[Stored data]
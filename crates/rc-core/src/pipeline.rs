//! Run orchestration.
//!
//! A run discovers the entries of a snapshot directory, parses them on a
//! bounded worker pool, groups them into modules (one implicit module, or
//! the modules of `reconcile.toml`) and reconciles every module:
//! detect → resolve → validate → render. Modules are independent; an
//! unresolvable module never stops its siblings.

use crate::detect::{detect, DetectOptions};
use crate::logging::{event_names, LogContext, Stage};
use crate::manifest::{Manifest, MANIFEST_FILE};
use crate::render;
use crate::report::{MalformedInput, ModuleOutcome, ModuleReport, RunReport, SnapshotSummary};
use crate::resolve::resolve;
use crate::store::SnapshotStore;
use crate::validate::validate;
use crate::log_event;
use rc_common::{Error, Result, Snapshot};
use rc_config::{LoadedConfig, Policy};
use std::path::{Path, PathBuf};
use std::thread;
use std::time::{Duration, Instant};
use tracing::{error, warn};
use walkdir::WalkDir;

/// Caller choices for one run.
#[derive(Debug, Clone)]
pub struct RunOptions {
    /// With a manifest: the module to reconcile. Without one: the namespace
    /// pinned for the implicit module.
    pub module: Option<String>,
    /// Promote warnings to errors.
    pub strict: bool,
    /// Worker pool size.
    pub jobs: usize,
    /// Modules not started before this much time has passed are skipped.
    pub timeout: Option<Duration>,
}

impl RunOptions {
    pub fn from_policy(policy: &Policy) -> Self {
        RunOptions {
            module: None,
            strict: policy.strict,
            jobs: policy.workers,
            timeout: None,
        }
    }
}
//! Structured logging for reconcile.
//!
//! - stdout is reserved for the report (JSON or text)
//! - stderr receives all log output, human-readable or JSON lines
//! - every event carries the run id, the module and the pipeline stage
//!
//! ```ignore
//! use rc_core::logging::{init_logging, LogConfig, LogContext, Stage, event_names};
//!
//! init_logging(&LogConfig::from_env(None, None));
//! let ctx = LogContext::new(generate_run_id()).with_module("app");
//! rc_core::log_event!(ctx, INFO, event_names::DETECT_FINISHED, Stage::Detect,
//!     "conflicts detected", conflicts = 3);
//! ```

pub mod config;
pub mod events;

pub use config::{LogConfig, LogEnv, LogFormat, LogLevel};
pub use events::{event_names, LogContext, Stage};

use std::io::IsTerminal;
use tracing_subscriber::layer::SubscriberExt;
use tracing_subscriber::util::SubscriberInitExt;
use tracing_subscriber::{fmt, EnvFilter};

/// Crates whose events reach the log.
const LOG_TARGETS: [&str; 3] = ["rc_core", "rc_parse", "rc_config"];

fn default_filter(level: LogLevel) -> EnvFilter {
    let directives = LOG_TARGETS
        .iter()
        .map(|t| format!("{}={}", t, level))
        .collect::<Vec<_>>()
        .join(",");
    EnvFilter::new(directives)
}

/// Initialize the logging subsystem.
///
/// Call once at startup. `RC_LOG` (already folded into `config.level`) wins
/// over `RUST_LOG` directives; later calls are ignored.
pub fn init_logging(config: &LogConfig) {
    let filter = if std::env::var_os("RC_LOG").is_some() {
        default_filter(config.level)
    } else {
        EnvFilter::try_from_default_env().unwrap_or_else(|_| default_filter(config.level))
    };

    let result = match config.format {
        LogFormat::Human => {
            let use_ansi = std::io::stderr().is_terminal();
            let fmt_layer = fmt::layer()
                .with_writer(std::io::stderr)
                .with_target(false)
                .with_ansi(use_ansi);
            if config.timestamps {
                tracing_subscriber::registry()
                    .with(filter)
                    .with(fmt_layer)
                    .try_init()
            } else {
                tracing_subscriber::registry()
                    .with(filter)
                    .with(fmt_layer.without_time())
                    .try_init()
            }
        }
        LogFormat::Jsonl => tracing_subscriber::registry()
            .with(filter)
            .with(
                fmt::layer()
                    .json()
                    .flatten_event(true)
                    .with_current_span(false)
                    .with_writer(std::io::stderr),
            )
            .try_init(),
    };
    if result.is_err() {
        tracing::debug!("logging already initialized");
    }
}

/// Generate a unique run ID for this invocation.
pub fn generate_run_id() -> String {
    let uuid = uuid::Uuid::new_v4().simple().to_string();
    format!("run-{}", &uuid[..12])
}

/// Emit a structured pipeline event.
///
/// ```ignore
/// log_event!(ctx, INFO, event_names::PARSE_FINISHED, Stage::Load, "snapshots parsed", count = 4);
/// ```
#[macro_export]
macro_rules! log_event {
    ($ctx:expr, INFO, $event:expr, $stage:expr, $msg:expr $(, $key:ident = $val:expr)*) => {
        tracing::info!(
            event = $event,
            run_id = %$ctx.run_id,
            module = %$ctx.module_name(),
            stage = %$stage,
            $($key = $val,)*
            "{}", $msg
        )
    };
    ($ctx:expr, DEBUG, $event:expr, $stage:expr, $msg:expr $(, $key:ident = $val:expr)*) => {
        tracing::debug!(
            event = $event,
            run_id = %$ctx.run_id,
            module = %$ctx.module_name(),
            stage = %$stage,
            $($key = $val,)*
            "{}", $msg
        )
    };
    ($ctx:expr, WARN, $event:expr, $stage:expr, $msg:expr $(, $key:ident = $val:expr)*) => {
        tracing::warn!(
            event = $event,
            run_id = %$ctx.run_id,
            module = %$ctx.module_name(),
            stage = %$stage,
            $($key = $val,)*
            "{}", $msg
        )
    };
    ($ctx:expr, ERROR, $event:expr, $stage:expr, $msg:expr $(, $key:ident = $val:expr)*) => {
        tracing::error!(
            event = $event,
            run_id = %$ctx.run_id,
            module = %$ctx.module_name(),
            stage = %$stage,
            $($key = $val,)*
            "{}", $msg
        )
    };
}

#[cfg(test)]
mod tests {
    use super::*;

    #[test]
    fn test_generate_run_id() {
        let id1 = generate_run_id();
        let id2 = generate_run_id();

        assert!(id1.starts_with("run-"));
        assert_ne!(id1, id2);
        // run-<12 hex chars>
        assert_eq!(id1.len(), 16);
    }

    #[test]
    fn test_default_filter_names_all_crates() {
        let filter = default_filter(LogLevel::Debug).to_string();
        for target in LOG_TARGETS {
            assert!(filter.contains(&format!("{}=debug", target)), "{}", filter);
        }
    }

    #[test]
    fn test_log_event_macro_compiles_with_fields() {
        let ctx = LogContext::new("run-test").with_module("app");
        crate::log_event!(
            ctx,
            DEBUG,
            event_names::DETECT_FINISHED,
            Stage::Detect,
            "conflicts detected",
            conflicts = 2usize
        );
    }
}
// ---- toolchain ------------------------------------------------------------

fn toolchain_conflicts(
    snapshots: &[Snapshot],
    states: &[Cumulative<'_>],
    kb: &KnowledgeBase,
    out: &mut Vec<Conflict>,
) {
    let mut findings = Findings::default();

    for (snapshot, state) in snapshots.iter().zip(states) {
        for (i, &a) in ToolchainAxis::ALL.iter().enumerate() {
            for &b in &ToolchainAxis::ALL[i + 1..] {
                if !kb.relates(a, b) {
                    continue;
                }
                let (Some(&(va, sa)), Some(&(vb, sb))) = (state.axes.get(&a), state.axes.get(&b))
                else {
                    continue;
                };
                match kb.is_compatible(a, va, b, vb) {
                    Compatibility::Compatible => {}
                    Compatibility::Incompatible => {
                        findings.add(incompatible_axes(kb, (a, va, sa), (b, vb, sb)));
                    }
                    Compatibility::Unknown => findings.add(
                        Conflict::new(
                            ConflictKind::UnknownCompatibility,
                            Severity::Warning,
                            format!(
                                "no compatibility rule covers {} {} (#{}) with {} {} (#{})",
                                a, va, sa, b, vb, sb
                            ),
                        )
                        .with_snapshots([sa, sb])
                        .with_fields([a.as_str(), b.as_str()])
                        .with_values([va.to_string(), vb.to_string()])
                        .with_remediation("verify the pair manually or extend compat.json"),
                    ),
                }
            }
        }

        if let (Some((sdk, ss)), Some(&(bt, sb))) =
            (state.compile_sdk, state.axes.get(&ToolchainAxis::BuildTool))
        {
            if let Some(max) = kb.max_compile_sdk(bt).filter(|max| sdk > *max) {
                findings.add(
                    Conflict::new(
                        ConflictKind::VersionIncompatibility,
                        Severity::Warning,
                        format!(
                            "compileSdk {} (#{}) is above the highest level build_tool {} (#{}) was tested with ({})",
                            sdk, ss, bt, sb, max
                        ),
                    )
                    .with_snapshots([ss, sb])
                    .with_fields(["compile_sdk", "build_tool"])
                    .with_values([sdk.to_string(), bt.to_string()])
                    .with_remediation(format!(
                        "upgrade build_tool or keep compileSdk at {}",
                        max
                    )),
                );
            }
        }

        let m = &snapshot.module;
        if let (Some(java), Some(jvm)) = (&m.java_level, &m.jvm_target) {
            if java != jvm {
                findings.add(
                    Conflict::new(
                        ConflictKind::VersionIncompatibility,
                        Severity::Error,
                        format!(
                            "Java compatibility {} and Kotlin jvmTarget {} disagree in #{}",
                            java, jvm, snapshot.index
                        ),
                    )
                    .with_snapshots([snapshot.index])
                    .with_fields(["java_level", "jvm_target"])
                    .with_values([java.to_string(), jvm.to_string()])
                    .with_remediation("use the same JVM level for Java and Kotlin"),
                );
            }
        }
    }

    findings.drain_into(out);
}

/// Incompatible axis pair; the side set most recently is the one to change.
fn incompatible_axes(
    kb: &KnowledgeBase,
    (a, va, sa): (ToolchainAxis, &Version, usize),
    (b, vb, sb): (ToolchainAxis, &Version, usize),
) -> Conflict {
    let ((new_axis, new_v, new_s), (old_axis, old_v, old_s)) = if sa > sb {
        ((a, va, sa), (b, vb, sb))
    } else {
        ((b, vb, sb), (a, va, sa))
    };

    let mut message = format!(
        "{} {} (#{}) is incompatible with {} {} (#{})",
        new_axis, new_v, new_s, old_axis, old_v, old_s
    );
    let notes = kb.violated_notes(a, va, b, vb);
    if !notes.is_empty() {
        message.push_str(": ");
        message.push_str(&notes.join("; "));
    }

    let suggestions = kb.suggest_compatible(old_axis, old_v, new_axis);
    let remediation = match suggestions.first() {
        Some(best) => format!(
            "use {} {} (compatible: {})",
            new_axis,
            best,
            suggestions
                .iter()
                .take(3)
                .map(|v| v.to_string())
                .collect::<Vec<_>>()
                .join(", ")
        ),
        None => format!(
            "no known {} release is compatible with {} {}; change {}",
            new_axis, old_axis, old_v, old_axis
        ),
    };

    Conflict::new(ConflictKind::VersionIncompatibility, Severity::Error, message)
        .with_snapshots([sa, sb])
        .with_fields([a.as_str(), b.as_str()])
        .with_values([va.to_string(), vb.to_string()])
        .with_remediation(remediation)
}

// ---- module ---------------------------------------------------------------

fn ordering_conflicts(states: &[Cumulative<'_>], out: &mut Vec<Conflict>) {
    let mut findings = Findings::default();
    let show = |v: Option<(u32, usize)>| v.map_or("-".to_string(), |(v, _)| v.to_string());

    for state in states {
        let mut problems = Vec::new();
        let bound_for_min = state.target_sdk.or(state.compile_sdk);
        if let (Some((min, sm)), Some((bound, sb))) = (state.min_sdk, bound_for_min) {
            if min > bound {
                let name = if state.target_sdk.is_some() {
                    "targetSdk"
                } else {
                    "compileSdk"
                };
                problems.push(format!("minSdk {} (#{}) > {} {} (#{})", min, sm, name, bound, sb));
            }
        }
        if let (Some((target, st)), Some((compile, sc))) = (state.target_sdk, state.compile_sdk) {
            if target > compile {
                problems.push(format!(
                    "targetSdk {} (#{}) > compileSdk {} (#{})",
                    target, st, compile, sc
                ));
            }
        }
        if problems.is_empty() {
            continue;
        }

        let ordinals = [state.min_sdk, state.target_sdk, state.compile_sdk]
            .into_iter()
            .flatten()
            .map(|(_, i)| i);
        findings.add(
            Conflict::new(
                ConflictKind::InvalidOrdering,
                Severity::Error,
                format!(
                    "SDK levels violate minSdk <= targetSdk <= compileSdk: {}",
                    problems.join(", ")
                ),
            )
            .with_snapshots(ordinals)
            .with_fields(["min_sdk", "target_sdk", "compile_sdk"])
            .with_values([
                show(state.min_sdk),
                show(state.target_sdk),
                show(state.compile_sdk),
            ])
            .with_remediation("raise compileSdk/targetSdk or lower minSdk"),
        );
    }

    findings.drain_into(out);
}
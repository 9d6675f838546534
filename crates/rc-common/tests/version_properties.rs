//! Property-based tests for version ordering and range membership.

use proptest::prelude::*;
use rc_common::{Version, VersionRange};
use std::cmp::Ordering;

fn segments_strategy() -> impl Strategy<Value = Vec<u64>> {
    proptest::collection::vec(0u64..40, 1..=4)
}

fn version(segments: &[u64]) -> Version {
    Version::new(segments)
}

fn dotted(segments: &[u64]) -> String {
    segments
        .iter()
        .map(u64::to_string)
        .collect::<Vec<_>>()
        .join(".")
}

proptest! {
    #![proptest_config(ProptestConfig { cases: 2_000, max_global_rejects: 10_000, ..ProptestConfig::default() })]

    #[test]
    fn display_parses_back(segments in segments_strategy()) {
        let v = version(&segments);
        let parsed: Version = v.to_string().parse().expect("displayed version parses");
        prop_assert_eq!(parsed, v);
    }

    #[test]
    fn trailing_zeros_are_insignificant(segments in segments_strategy()) {
        let mut padded = segments.clone();
        padded.push(0);
        prop_assert_eq!(version(&segments), version(&padded));
        prop_assert_eq!(version(&segments).cmp(&version(&padded)), Ordering::Equal);
    }

    #[test]
    fn ordering_is_antisymmetric(a in segments_strategy(), b in segments_strategy()) {
        let (va, vb) = (version(&a), version(&b));
        prop_assert_eq!(va.cmp(&vb), vb.cmp(&va).reverse());
        prop_assert_eq!(va == vb, va.cmp(&vb) == Ordering::Equal);
    }

    #[test]
    fn ordering_is_transitive(
        a in segments_strategy(),
        b in segments_strategy(),
        c in segments_strategy(),
    ) {
        let mut sorted = vec![version(&a), version(&b), version(&c)];
        sorted.sort();
        prop_assert!(sorted[0] <= sorted[1]);
        prop_assert!(sorted[1] <= sorted[2]);
        prop_assert!(sorted[0] <= sorted[2]);
    }

    #[test]
    fn half_open_range_membership(
        lo in segments_strategy(),
        hi in segments_strategy(),
        x in segments_strategy(),
    ) {
        let (vlo, vhi, vx) = (version(&lo), version(&hi), version(&x));
        prop_assume!(vlo < vhi);
        let range: VersionRange = format!("[{},{})", dotted(&lo), dotted(&hi))
            .parse()
            .expect("range parses");
        prop_assert_eq!(range.contains(&vx), vlo <= vx && vx < vhi);
    }

    #[test]
    fn open_upper_bound_membership(lo in segments_strategy(), x in segments_strategy()) {
        let range: VersionRange = format!("[{},)", dotted(&lo)).parse().expect("range parses");
        prop_assert_eq!(range.contains(&version(&x)), version(&x) >= version(&lo));
    }

    #[test]
    fn qualified_sorts_before_release(segments in segments_strategy(), tag in "[A-Za-z]{1,4}[0-9]?") {
        let release = version(&segments);
        let qualified: Version = format!("{}-{}", dotted(&segments), tag)
            .parse()
            .expect("qualified version parses");
        prop_assert!(qualified < release);
    }

    #[test]
    fn legacy_jdk_spelling_folds(level in 5u64..30) {
        let legacy = Version::parse_jdk(&format!("1.{}", level)).expect("legacy jdk");
        let modern = Version::parse_jdk(&level.to_string()).expect("modern jdk");
        prop_assert_eq!(legacy, modern);
    }
}

#[test]
fn closed_range_includes_both_bounds() {
    let range: VersionRange = "[8,17]".parse().unwrap();
    assert!(range.contains(&"8".parse().unwrap()));
    assert!(range.contains(&"17".parse().unwrap()));
    assert!(!range.contains(&"21".parse().unwrap()));
    assert!("(,".parse::<VersionRange>().is_err());
}
//! Fuzz target for policy.json parsing and validation.

#![no_main]

use libfuzzer_sys::fuzz_target;
use rc_config::policy::Policy;

fuzz_target!(|data: &[u8]| {
    if let Ok(text) = std::str::from_utf8(data) {
        let _ = Policy::from_json(text);
    }
    let _ = serde_json::from_slice::<Policy>(data);
});
//! Block tree for Gradle scripts.
//!
//! The parser understands the statement shapes build scripts are made of:
//! blocks (`android { }`, `getByName("release") { }`), assignments
//! (`compileSdk = 34`, `excludes += "x"`, `val dir: Directory = ...`) and
//! calls, including Groovy command calls (`minSdkVersion 21`,
//! `apply plugin: 'x'`) and infix tails (`id("x") version "1" apply false`).
//! Anything else is skipped with brace balance preserved; unbalanced
//! delimiters and unterminated literals are errors.

use std::collections::BTreeMap;

use crate::error::ParseError;
use crate::lexer::{tokenize, Token, TokenKind};

/// Infix words accepted after a call on the same line.
const INFIX_WORDS: &[&str] = &["version", "apply"];

/// Factory calls whose first string argument names the block they open.
const NAMED_BLOCK_FACTORIES: &[&str] = &["getByName", "named", "create", "maybeCreate", "register"];

#[derive(Debug, Clone, PartialEq)]
pub enum Value {
    /// String literal; `$var` markers are resolved during normalization.
    Str(String),
    Number(String),
    Bool(bool),
    Null,
    /// Identifier path (`JavaVersion.VERSION_11`, `extra[kotlin_version]`).
    Ref(String),
    Call(Call),
    List(Vec<Value>),
    /// `a + b + c`
    Concat(Vec<Value>),
    Closure(Vec<Node>),
    /// Expression the parser does not model, kept as text.
    Raw(String),
}

impl Value {
    /// Best-effort source text, used for diagnostics and index keys.
    pub fn text(&self) -> String {
        match self {
            Value::Str(s) => s.clone(),
            Value::Number(n) => n.clone(),
            Value::Bool(b) => b.to_string(),
            Value::Null => "null".to_string(),
            Value::Ref(r) => r.clone(),
            Value::Call(c) => c.text(),
            Value::List(items) => format!(
                "[{}]",
                items.iter().map(Value::text).collect::<Vec<_>>().join(", ")
            ),
            Value::Concat(parts) => parts.iter().map(Value::text).collect::<Vec<_>>().join(" + "),
            Value::Closure(_) => "{ ... }".to_string(),
            Value::Raw(r) => r.clone(),
        }
    }

    pub fn as_call(&self) -> Option<&Call> {
        match self {
            Value::Call(c) => Some(c),
            _ => None,
        }
    }
}

#[derive(Debug, Clone, PartialEq)]
pub struct Arg {
    /// `plugin = "x"` / `plugin: 'x'`
    pub name: Option<String>,
    pub value: Value,
}

#[derive(Debug, Clone, PartialEq)]
pub struct Call {
    pub name: String,
    /// `a.b(x).c()` is `c` with receiver `a.b(x)`.
    pub receiver: Option<Box<Value>>,
    pub args: Vec<Arg>,
    /// `version "1.9.22"`, `apply false`
    pub infix: Vec<(String, Value)>,
}
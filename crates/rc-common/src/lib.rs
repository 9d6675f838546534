//! Reconcile common types, versions and errors.
//!
//! This crate provides the foundational types shared across the reconcile
//! crates:
//! - Dotted versions and Maven-style version ranges
//! - The normalized snapshot IR (module config, plugins, dependencies, axes)
//! - Typed conflicts with severity and resolution status
//! - Common error types and output format specifications

pub mod conflict;
pub mod error;
pub mod model;
pub mod output;
pub mod version;

pub use conflict::{Conflict, ConflictKind, ConflictStatus, Severity};
pub use error::{Error, ErrorCategory, ErrorReport, Result};
pub use model::{
    plugin_ids, ApplicationMode, Coordinate, DependencyDeclaration, DependencyScope,
    ModuleConfig, PluginDeclaration, PluginOrigin, Provenance, Snapshot, ToolchainAxis,
    VersionSpec,
};
pub use output::OutputFormat;
pub use version::{Version, VersionError, VersionRange};

/// Schema version of the JSON report and configuration files.
pub const SCHEMA_VERSION: &str = "1.0.0";
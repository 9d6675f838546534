//! Reconcile - build-configuration reconciliation
//!
//! Reads a directory of build-script snapshots, reconciles each logical
//! module into one consistent configuration and reports conflicts,
//! downgrades and the canonical build script. The exit code carries the
//! outcome (see `exit_codes`).

use clap::{Args, Parser};
use rc_common::{ErrorReport, OutputFormat, SCHEMA_VERSION};
use rc_config::{load_config, resolve_config};
use rc_core::exit_codes::ExitCode;
use rc_core::logging::{
    event_names, generate_run_id, init_logging, LogConfig, LogContext, LogFormat, LogLevel, Stage,
};
use rc_core::log_event;
use rc_core::pipeline::{Reconciler, RunOptions};
use std::path::PathBuf;
use std::time::Duration;

/// Reconcile divergent Gradle build-script snapshots into one configuration
#[derive(Parser)]
#[command(name = "reconcile")]
#[command(author, version, about, long_about = None)]
struct Cli {
    /// Directory of snapshot entries (build scripts or snapshot directories)
    dir: PathBuf,

    #[command(flatten)]
    run: RunArgs,

    #[command(flatten)]
    global: GlobalOpts,
}

#[derive(Args, Debug)]
struct RunArgs {
    /// Module to reconcile (manifest), or the namespace to pin (no manifest)
    #[arg(long)]
    module: Option<String>,

    /// Treat warnings as errors
    #[arg(long)]
    strict: bool,

    /// Worker pool size (default from policy)
    #[arg(long, short = 'j')]
    jobs: Option<usize>,

    /// Skip modules not started within this many seconds
    #[arg(long)]
    timeout: Option<u64>,
}

/// Global options
#[derive(Args, Debug)]
struct GlobalOpts {
    /// Compatibility knowledge base (compat.json)
    #[arg(long, env = "RECONCILE_COMPAT")]
    compat: Option<PathBuf>,

    /// Reconciliation policy (policy.json)
    #[arg(long, env = "RECONCILE_POLICY")]
    policy: Option<PathBuf>,

    /// Output format
    #[arg(long, short = 'f', default_value = "text")]
    format: OutputFormat,

    /// Increase verbosity (-v, -vv, -vvv)
    #[arg(short, long, action = clap::ArgAction::Count)]
    verbose: u8,

    /// Only log errors
    #[arg(short, long, conflicts_with = "verbose")]
    quiet: bool,
}

fn main() -> std::process::ExitCode {
    let cli = Cli::parse();

    let level = LogLevel::from_flags(cli.global.verbose, cli.global.quiet);
    let format = LogFormat::for_report(cli.global.format);
    init_logging(&LogConfig::from_env(level, format));

    run(&cli).into()
}

fn run(cli: &Cli) -> ExitCode {
    let ctx = LogContext::new(generate_run_id());
    let paths = resolve_config(cli.global.compat.as_deref(), cli.global.policy.as_deref());
    let config = match load_config(&paths) {
        Ok(config) => config,
        Err(e) => return output_error(&cli.global, &ctx, rc_common::Error::from(e).to_report()),
    };
    log_event!(
        ctx,
        DEBUG,
        event_names::CONFIG_LOADED,
        Stage::Init,
        "configuration loaded",
        fingerprint = config.fingerprint.short_id()
    );

    let mut options = RunOptions::from_policy(&config.policy);
    options.module = cli.run.module.clone();
    options.strict |= cli.run.strict;
    if let Some(jobs) = cli.run.jobs {
        options.jobs = jobs;
    }
    options.timeout = cli.run.timeout.map(Duration::from_secs);

    let reconciler = Reconciler::new(&config, options, ctx.clone());
    let report = match reconciler.run_dir(&cli.dir) {
        Ok(report) => report,
        Err(e) => return output_error(&cli.global, &ctx, e.to_report()),
    };

    match cli.global.format {
        OutputFormat::Json => match report.to_json() {
            Ok(json) => println!("{}", json),
            Err(e) => return output_error(&cli.global, &ctx, e.to_report()),
        },
        OutputFormat::Text => print!("{}", report.to_text()),
    }
    report.exit_code()
}

fn output_error(global: &GlobalOpts, ctx: &LogContext, error: ErrorReport) -> ExitCode {
    log_event!(
        ctx,
        ERROR,
        event_names::CONFIG_ERROR,
        Stage::Init,
        "run aborted",
        code = error.code
    );

    match global.format {
        OutputFormat::Json => {
            let response = serde_json::json!({
                "schema_version": SCHEMA_VERSION,
                "run_id": ctx.run_id,
                "generated_at": chrono::Utc::now().to_rfc3339(),
                "status": "error",
                "error": error,
            });
            match serde_json::to_string_pretty(&response) {
                Ok(json) => println!("{}", json),
                Err(_) => eprintln!("error {}: {}", error.code, error.message),
            }
        }
        OutputFormat::Text => {
            eprintln!("reconcile: {} (code {})", error.message, error.code);
            eprintln!("  hint: {}", error.remediation);
        }
    }
    ExitCode::MalformedInput
}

Work required: For every line of the data above that contains "stderr", copy that line.

Result of the task:
//! - stderr receives all log output, human-readable or JSON lines
            let use_ansi = std::io::stderr().is_terminal();
                .with_writer(std::io::stderr)
                    .with_writer(std::io::stderr),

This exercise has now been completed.